EXERCISE BRIEF:
In the listing below, locate the lines that hold the string "decimal". Copy those lines.

━━━━━━━━━━━━━━━━

#[cfg(test)]
mod test {
    use super::*;
    use crate::{object_id::ObjectId, source::Streamed, Writer};

    fn tokens(bytes: &[u8]) -> Vec<Token> {
        let mut reader = Reader::new(bytes);
        let mut out = Vec::new();
        loop {
            let token = reader.next_token().unwrap();
            out.push(token);
            if token == Token::EndOfInput {
                return out;
            }
        }
    }

    fn scenario() -> Vec<u8> {
        let mut w = Writer::new(Vec::new());
        w.write_start_object().unwrap();
        w.write_field_name("_id").unwrap();
        w.write_object_id(&ObjectId::from_legacy(1, 2, 3)).unwrap();
        w.write_field_name("n").unwrap();
        w.write_i32(42).unwrap();
        w.write_field_name("s").unwrap();
        w.write_string("hi").unwrap();
        w.write_field_name("arr").unwrap();
        w.write_start_array().unwrap();
        w.write_bool(true).unwrap();
        w.write_bool(false).unwrap();
        w.write_end_array().unwrap();
        w.write_end_object().unwrap();
        w.finish().unwrap()
    }

    #[test]
    fn concrete_scenario() {
        let bytes = scenario();
        let mut reader = Reader::new(&bytes[..]);
        assert_eq!(reader.next_token().unwrap(), Token::StartObject);

        assert_eq!(reader.next_token().unwrap(), Token::FieldName);
        assert_eq!(reader.current_field_name(), Some("_id"));
        assert_eq!(reader.next_token().unwrap(), Token::Embedded(ElementType::ObjectId));
        assert_eq!(reader.current_type_tag(), Some(0x07));
        assert_eq!(
            reader.get_embedded_object().unwrap(),
            Embedded::ObjectId(ObjectId::from_legacy(1, 2, 3))
        );

        assert_eq!(reader.next_token().unwrap(), Token::FieldName);
        assert_eq!(reader.get_text().unwrap(), "n");
        assert_eq!(reader.next_token().unwrap(), Token::Scalar(ElementType::Int32));
        assert_eq!(reader.get_i32().unwrap(), 42);
        assert_eq!(reader.get_i64().unwrap(), 42);
        assert_eq!(reader.get_f64().unwrap(), 42.0);

        assert_eq!(reader.next_token().unwrap(), Token::FieldName);
        assert_eq!(reader.next_token().unwrap(), Token::Scalar(ElementType::String));
        assert_eq!(reader.current_field_name(), Some("s"));
        assert_eq!(reader.get_text().unwrap(), "hi");

        assert_eq!(reader.next_token().unwrap(), Token::FieldName);
        assert_eq!(reader.current_field_name(), Some("arr"));
        assert_eq!(reader.next_token().unwrap(), Token::StartArray);
        assert_eq!(reader.next_token().unwrap(), Token::Scalar(ElementType::Boolean));
        assert_eq!(reader.current_field_name(), Some("0"));
        assert!(reader.get_bool().unwrap());
        assert_eq!(reader.next_token().unwrap(), Token::Scalar(ElementType::Boolean));
        assert_eq!(reader.current_field_name(), Some("1"));
        assert!(!reader.get_bool().unwrap());
        assert_eq!(reader.next_token().unwrap(), Token::EndArray);
        assert_eq!(reader.next_token().unwrap(), Token::EndObject);
        assert_eq!(reader.next_token().unwrap(), Token::EndOfInput);
        assert_eq!(reader.next_token().unwrap(), Token::EndOfInput);
        assert_eq!(reader.position(), bytes.len() as u64);
    }

    #[test]
    fn empty_input() {
        assert_eq!(tokens(&[]), vec![Token::EndOfInput]);
        let mut reader = Reader::new(&b""[..]);
        assert!(reader.read_document().unwrap().is_none());
    }

    #[test]
    fn empty_document() {
        assert_eq!(
            tokens(&[5, 0, 0, 0, 0]),
            vec![Token::StartObject, Token::EndObject, Token::EndOfInput]
        );
    }

    #[test]
    fn type_mismatch_is_recoverable() {
        let bytes = scenario();
        let mut reader = Reader::new(&bytes[..]);
        reader.next_token().unwrap();
        reader.next_token().unwrap();
        reader.next_token().unwrap();
        reader.next_token().unwrap();
        reader.next_token().unwrap();
        match reader.get_text() {
            Err(Error::TypeMismatch { expected, actual }) => {
                assert_eq!(expected, "String");
                assert_eq!(actual, "Int32");
            }
            other => panic!("expected a type mismatch, got {:?}", other),
        }
        assert!(reader.get_bool().is_err());
        assert!(reader.get_embedded_object().is_err());
        assert_eq!(reader.next_token().unwrap(), Token::FieldName);
    }

    mod framing {
        use super::*;

        fn first_error(bytes: &[u8]) -> Error {
            let mut reader = Reader::new(bytes);
            loop {
                match reader.next_token() {
                    Ok(Token::EndOfInput) => panic!("parsed without error"),
                    Ok(_) => (),
                    Err(e) => return e,
                }
            }
        }

        #[test]
        fn missing_terminator() {
            // Declared 12 bytes, but the last byte isn't 0x00
            let bytes = [12, 0, 0, 0, 0x10, b'a', 0, 1, 0, 0, 0, 7];
            assert!(matches!(first_error(&bytes), Error::Framing { offset: 11, .. }));
        }

        #[test]
        fn early_terminator() {
            let bytes = [13, 0, 0, 0, 0x10, b'a', 0, 1, 0, 0, 0, 0, 0];
            assert!(matches!(first_error(&bytes), Error::Framing { offset: 11, .. }));
        }

        #[test]
        fn truncated() {
            let bytes = [12, 0, 0, 0, 0x10, b'a', 0, 1, 0];
            assert!(matches!(first_error(&bytes), Error::Framing { .. }));
            let bytes = [12, 0];
            assert!(matches!(first_error(&bytes), Error::Framing { .. }));
        }

        #[test]
        fn value_overruns_frame() {
            // Int32 would run into the terminator
            let bytes = [10, 0, 0, 0, 0x10, b'a', 0, 1, 0, 0];
            assert!(matches!(first_error(&bytes), Error::Framing { offset: 7, .. }));
        }

        #[test]
        fn string_length_overruns_frame() {
            let bytes = [14, 0, 0, 0, 0x02, b'a', 0, 0xff, 0xff, 0, 0, b'x', 0, 0];
            assert!(matches!(first_error(&bytes), Error::Framing { .. }));
        }

        #[test]
        fn child_overruns_parent() {
            let bytes = [13, 0, 0, 0, 0x03, b'a', 0, 9, 0, 0, 0, 0, 0];
            assert!(matches!(first_error(&bytes), Error::Framing { offset: 7, .. }));
        }

        #[test]
        fn length_too_small() {
            let bytes = [4, 0, 0, 0, 0];
            assert!(matches!(first_error(&bytes), Error::Framing { offset: 0, .. }));
        }

        #[test]
        fn length_too_large() {
            let bytes = [5, 1, 0, 0, 0];
            let mut reader =
                Reader::with_config(&bytes[..], ReaderConfig::new().max_document_size(100));
            assert!(matches!(
                reader.next_token(),
                Err(Error::LengthTooLong { max: 100, actual: 261 })
            ));
        }

        #[test]
        fn bad_boolean() {
            let bytes = [9, 0, 0, 0, 0x08, b'a', 0, 2, 0];
            assert!(matches!(first_error(&bytes), Error::BadEncode(_)));
        }

        #[test]
        fn errors_are_sticky() {
            let bytes = [12, 0, 0, 0, 0x10, b'a', 0, 1, 0, 0, 0, 7];
            let mut reader = Reader::new(&bytes[..]);
            while reader.next_token().is_ok() {}
            assert!(matches!(
                reader.next_token(),
                Err(Error::ProtocolViolation(_))
            ));
            assert!(matches!(
                reader.skip_children(),
                Err(Error::ProtocolViolation(_))
            ));
        }
    }

    mod unknown_types {
        use super::*;

        // {a: 1, b: <tag>..., c: 2}
        fn with_tag(tag: u8, payload: &[u8]) -> Vec<u8> {
            let mut body = vec![0x10, b'a', 0, 1, 0, 0, 0, tag, b'b', 0];
            body.extend_from_slice(payload);
            body.extend_from_slice(&[0x10, b'c', 0, 2, 0, 0, 0, 0]);
            let mut out = ((body.len() + 4) as i32).to_le_bytes().to_vec();
            out.extend_from_slice(&body);
            out
        }

        #[test]
        fn abort_leaves_cursor_before_tag() {
            let bytes = with_tag(0x42, &[1, 2, 3]);
            let mut reader = Reader::new(&bytes[..]);
            for _ in 0..3 {
                reader.next_token().unwrap();
            }
            match reader.next_token() {
                Err(Error::UnsupportedType { tag, offset }) => {
                    assert_eq!(tag, 0x42);
                    assert_eq!(offset, 11);
                }
                other => panic!("expected UnsupportedType, got {:?}", other),
            }
            assert_eq!(reader.position(), 11);
            assert!(reader.next_token().is_err());
        }

        #[test]
        fn abort_on_legacy() {
            let bytes = with_tag(0x06, &[]);
            let mut reader = Reader::new(&bytes[..]);
            let err = loop {
                if let Err(e) = reader.next_token() {
                    break e;
                }
            };
            assert!(matches!(err, Error::UnsupportedType { tag: 0x06, offset: 11 }));
        }

        fn skip_config() -> ReaderConfig {
            ReaderConfig::new().unknown_types(UnknownTypes::Skip)
        }

        #[test]
        fn skip_legacy_exact_shape() {
            let mut decimal = vec![0u8; 16];
            decimal[0] = 0x99;
            let mut dbpointer = vec![2, 0, 0, 0, b'x', 0];
            dbpointer.extend_from_slice(&[0xab; 12]);
            for (tag, payload) in [(0x06, vec![]), (0x13, decimal), (0x0c, dbpointer)] {
                let bytes = with_tag(tag, &payload);
                let mut reader = Reader::with_config(&bytes[..], skip_config());
                let doc = reader.read_document().unwrap().unwrap();
                assert_eq!(doc.len(), 2, "tag 0x{:02x}", tag);
                assert_eq!(doc.get("a"), Some(&Value::Int32(1)));
                assert_eq!(doc.get("c"), Some(&Value::Int32(2)));
                assert_eq!(reader.next_token().unwrap(), Token::EndOfInput);
            }
        }

        #[test]
        fn skip_unknown_drops_rest_of_frame() {
            let bytes = with_tag(0x42, &[1, 2, 3]);
            let mut reader = Reader::with_config(&bytes[..], skip_config());
            let doc = reader.read_document().unwrap().unwrap();
            assert_eq!(doc.len(), 1);
            assert_eq!(doc.get("a"), Some(&Value::Int32(1)));
            assert_eq!(reader.position(), bytes.len() as u64);
        }
    }

    mod skip {
        use super::*;

        fn nested() -> Vec<u8> {
            let mut w = Writer::new(Vec::new());
            w.write_start_object().unwrap();
            w.write_field_name("skip").unwrap();
            w.write_start_object().unwrap();
            w.write_field_name("deep").unwrap();
            w.write_start_array().unwrap();
            w.write_string("x").unwrap();
            w.write_start_object().unwrap();
            w.write_end_object().unwrap();
            w.write_end_array().unwrap();
            w.write_field_name("y").unwrap();
            w.write_f64(1.5).unwrap();
            w.write_end_object().unwrap();
            w.write_field_name("after").unwrap();
            w.write_i64(7).unwrap();
            w.write_end_object().unwrap();
            w.finish().unwrap()
        }

        #[test]
        fn skip_matches_full_tokenization() {
            let bytes = nested();

            let mut skipped = Reader::new(&bytes[..]);
            skipped.next_token().unwrap();
            skipped.next_token().unwrap();
            assert_eq!(skipped.next_token().unwrap(), Token::StartObject);
            skipped.skip_children().unwrap();
            assert_eq!(skipped.current_token(), Token::EndObject);

            let mut walked = Reader::new(&bytes[..]);
            walked.next_token().unwrap();
            walked.next_token().unwrap();
            assert_eq!(walked.next_token().unwrap(), Token::StartObject);
            let mut depth = 1;
            while depth > 0 {
                match walked.next_token().unwrap() {
                    Token::StartObject | Token::StartArray => depth += 1,
                    Token::EndObject | Token::EndArray => depth -= 1,
                    _ => (),
                }
            }

            assert_eq!(skipped.position(), walked.position());
            assert_eq!(skipped.depth(), walked.depth());
            assert_eq!(skipped.next_token().unwrap(), Token::FieldName);
            assert_eq!(skipped.current_field_name(), Some("after"));
            assert_eq!(skipped.next_token().unwrap(), Token::Scalar(ElementType::Int64));
            assert_eq!(skipped.get_i64().unwrap(), 7);
        }

        #[test]
        fn skip_streamed_source() {
            let bytes = nested();
            let mut reader = Reader::new(Streamed::new(&bytes[..]));
            reader.next_token().unwrap();
            reader.next_token().unwrap();
            reader.next_token().unwrap();
            reader.skip_children().unwrap();
            reader.next_token().unwrap();
            reader.next_token().unwrap();
            assert_eq!(reader.get_i64().unwrap(), 7);
        }

        #[test]
        fn skip_whole_document() {
            let bytes = nested();
            let mut reader = Reader::new(&bytes[..]);
            reader.next_token().unwrap();
            reader.skip_children().unwrap();
            assert_eq!(reader.current_token(), Token::EndObject);
            assert_eq!(reader.next_token().unwrap(), Token::EndOfInput);
        }

        #[test]
        fn skip_is_noop_on_scalars() {
            let bytes = nested();
            let mut reader = Reader::new(&bytes[..]);
            reader.next_token().unwrap();
            reader.next_token().unwrap();
            let before = reader.position();
            reader.skip_children().unwrap();
            assert_eq!(reader.position(), before);
            assert_eq!(reader.current_token(), Token::FieldName);
        }

        #[test]
        fn skip_checks_terminator() {
            let mut bytes = nested();
            // Corrupt the inner document's terminator
            let inner_len = i32::from_le_bytes([bytes[10], bytes[11], bytes[12], bytes[13]]);
            bytes[10 + inner_len as usize - 1] = 0x33;
            let mut reader = Reader::new(&bytes[..]);
            reader.next_token().unwrap();
            reader.next_token().unwrap();
            reader.next_token().unwrap();
            assert!(matches!(reader.skip_children(), Err(Error::Framing { .. })));
        }
    }

    #[test]
    fn depth_limit() {
        let mut bytes = Vec::new();
        let mut w = Writer::new(&mut bytes);
        w.write_start_object().unwrap();
        for _ in 0..4 {
            w.write_field_name("a").unwrap();
            w.write_start_object().unwrap();
        }
        for _ in 0..5 {
            w.write_end_object().unwrap();
        }
        w.finish().unwrap();

        let mut reader = Reader::with_config(&bytes[..], ReaderConfig::new().max_depth(4));
        let err = loop {
            if let Err(e) = reader.next_token() {
                break e;
            }
        };
        assert!(matches!(err, Error::ParseLimit(_)));

        let mut reader = Reader::with_config(&bytes[..], ReaderConfig::new().max_depth(5));
        assert!(reader.read_document().unwrap().is_some());
    }

    #[test]
    fn remaining_after_document() {
        let mut bytes = vec![5, 0, 0, 0, 0];
        bytes.extend_from_slice(&[1, 2, 3]);
        let mut reader = Reader::new(&bytes[..]);
        reader.read_document().unwrap().unwrap();
        assert_eq!(reader.next_token().unwrap(), Token::EndOfInput);
        assert_eq!(reader.remaining(), &[1, 2, 3]);
    }
}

━━━━━━━━━━━━━━━━

RESULT OF THE EXERCISE:
            let mut decimal = vec![0u8; 16];
            decimal[0] = 0x99;
            for (tag, payload) in [(0x06, vec![]), (0x13, decimal), (0x0c, dbpointer)] {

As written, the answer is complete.